Does total lesion prostate-specific membrane antigen (PSMA) activity on ⁶⁸Ga-PSMA PET/CT correlate with PSA and prostatectomy histopathological/clinical outcomes in patients with localised primary prostate cancer?

Objectives: To evaluate the relationship between total lesion PSMA (PSMA_TL), serum PSA, histopathological findings and biochemical recurrence (BCR) in patients with localised prostate cancer (PCa). Patients and methods: This retrospective study assessed men undergoing ⁶⁸Ga-PSMA-11 PET/CT for newly diagnosed or treatment-naïve PCa localised to the prostate gland.
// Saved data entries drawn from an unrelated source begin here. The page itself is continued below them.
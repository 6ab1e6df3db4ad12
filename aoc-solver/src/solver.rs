//! Core solver traits

use crate::error::{ParseError, SolveError};

/// Parses a day's raw input into the data every part works on.
///
/// `SharedData` is a GAT so a day can keep borrowing from the input
/// (`Vec<&'a str>` of lines, for instance) instead of copying it.
///
/// # Example
///
/// ```
/// use aoc_solver::{AocParser, ParseError};
///
/// struct Calories;
///
/// impl AocParser for Calories {
///     type SharedData<'a> = Vec<&'a str>;
///
///     fn parse(input: &str) -> Result<Self::SharedData<'_>, ParseError> {
///         if input.trim().is_empty() {
///             return Err(ParseError::MissingData("empty input".into()));
///         }
///         Ok(input.lines().collect())
///     }
/// }
///
/// assert_eq!(Calories::parse("a\nb").unwrap(), vec!["a", "b"]);
/// ```
pub trait AocParser {
    /// Parsed input plus anything the parts want to cache between each other
    type SharedData<'a>;

    /// Parse the input string into the shared data structure.
    fn parse<'a>(input: &'a str) -> Result<Self::SharedData<'a>, ParseError>;
}

/// Solves part `N` of a puzzle.
///
/// Implement one of these per part and let `#[derive(AocSolver)]` write the
/// [`Solver`] dispatch.
///
/// # Example
///
/// ```
/// use aoc_solver::{AocParser, ParseError, PartSolver, SolveError};
///
/// struct Sum;
///
/// impl AocParser for Sum {
///     type SharedData<'a> = Vec<i64>;
///
///     fn parse(input: &str) -> Result<Self::SharedData<'_>, ParseError> {
///         input
///             .lines()
///             .map(|l| l.parse().map_err(|_| ParseError::InvalidFormat(l.to_string())))
///             .collect()
///     }
/// }
///
/// impl PartSolver<1> for Sum {
///     fn solve(shared: &mut Self::SharedData<'_>) -> Result<String, SolveError> {
///         Ok(shared.iter().sum::<i64>().to_string())
///     }
/// }
///
/// let mut shared = Sum::parse("1\n2\n3").unwrap();
/// assert_eq!(<Sum as PartSolver<1>>::solve(&mut shared).unwrap(), "6");
/// ```
pub trait PartSolver<const N: u8>: AocParser {
    /// Solve this part of the puzzle.
    ///
    /// # Returns
    /// * `Ok(String)` - The answer for this part
    /// * `Err(SolveError::PartNotImplemented)` - No solution written yet
    /// * `Err(SolveError::SolveFailed)` - The input cannot yield an answer
    fn solve(shared: &mut Self::SharedData<'_>) -> Result<String, SolveError>;
}

/// A full day: parsing plus a fixed number of parts.
///
/// # Example
///
/// ```
/// use aoc_solver::{AocParser, ParseError, SolveError, Solver};
///
/// struct Halfway;
///
/// impl AocParser for Halfway {
///     type SharedData<'a> = &'a str;
///
///     fn parse(input: &str) -> Result<Self::SharedData<'_>, ParseError> {
///         Ok(input.trim())
///     }
/// }
///
/// impl Solver for Halfway {
///     const PARTS: u8 = 2;
///
///     fn solve_part(shared: &mut Self::SharedData<'_>, part: u8) -> Result<String, SolveError> {
///         match part {
///             1 => Ok(shared.len().to_string()),
///             _ => Err(SolveError::PartNotImplemented(part)),
///         }
///     }
/// }
///
/// let mut shared = Halfway::parse(" abc ").unwrap();
/// assert_eq!(Halfway::solve_part(&mut shared, 1).unwrap(), "3");
/// assert!(Halfway::solve_part(&mut shared, 2).unwrap_err().is_not_implemented());
/// ```
pub trait Solver: AocParser {
    /// Number of parts this solver implements
    const PARTS: u8;

    /// Solve a specific part of the problem
    ///
    /// # Arguments
    /// * `shared` - Parsed input and intermediate results
    /// * `part` - The part number (1, 2, etc.)
    fn solve_part(shared: &mut Self::SharedData<'_>, part: u8) -> Result<String, SolveError>;
}

/// Bounds-checked entry point used by the type-erased instances
pub trait SolverExt: Solver {
    fn solve_part_checked_range(
        shared: &mut Self::SharedData<'_>,
        part: u8,
    ) -> Result<String, SolveError> {
        if (1..=Self::PARTS).contains(&part) {
            Self::solve_part(shared, part)
        } else {
            Err(SolveError::PartOutOfRange(part))
        }
    }
}

impl<T: Solver + ?Sized> SolverExt for T {}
Volumes of interest were manually mapped to derive SUV_max, SUV_mean, PSMA-avid tumour volume and PSMA_TL. PSMA_TL was defined as the product of PSMA-avid primary tumour volume and SUV_mean. Spearman correlation tests evaluated associations between PET parameters and PSA, ISUP GG and radical prostatectomy (RP) histopathological outcomes. Associations between PET parameters and clinical outcomes were determined using Cox proportional hazards regression with results presented as HR and 95% CI. Results: A total of 200 patients were included, with a median age of 68 (IQR 62–73) years, PSA of 9.5 (6.6–13.0) ng/ml and follow-up of 41 (25–60) months. Median PSMA_TL was 29.6 (14.8–54.8) and SUV_max 11.0 (6.8–17.9). PSMA_TL and SUV_max demonstrated a weak correlation with baseline PSA (ρ = 0.334, p < 0.001 and ρ = 0.343, p < 0.001), and PSMA_TL showed a weak correlation with PSA density in the RP subgroup (ρ = 0.242, p = 0.021). Among 109 (54.5%) patients undergoing RP, PSMA_TL and SUV_max showed a weak correlation with ISUP GG (ρ = 0.233, p = 0.015 and ρ = 0.340, p < 0.001). There was a weak correlation between PSMA_TL and primary tumour stage (ρ = 0.244, p = 0.010) and lymph node stage (ρ = 0.259, p = 0.007). PSMA_TL was significantly higher in those with seminal vesicle involvement (p = 0.011), perineural invasion (p = 0.025) and lymphovascular invasion (p = 0.002). BCR occurred in 46 patients (42%), with a 1% increased risk of BCR per unit increase in PSMA_TL (HR 1.01, 95% CI 1.00–1.02, p = 0.011). Conclusions: PSMA_TL correlates with PSA, PSA density, ISUP GG, RP histopathological findings and BCR. As an adjunct to SUV_max, PSMA_TL has the potential to be a useful prognostic tool. Further research is needed to assess its clinical utility.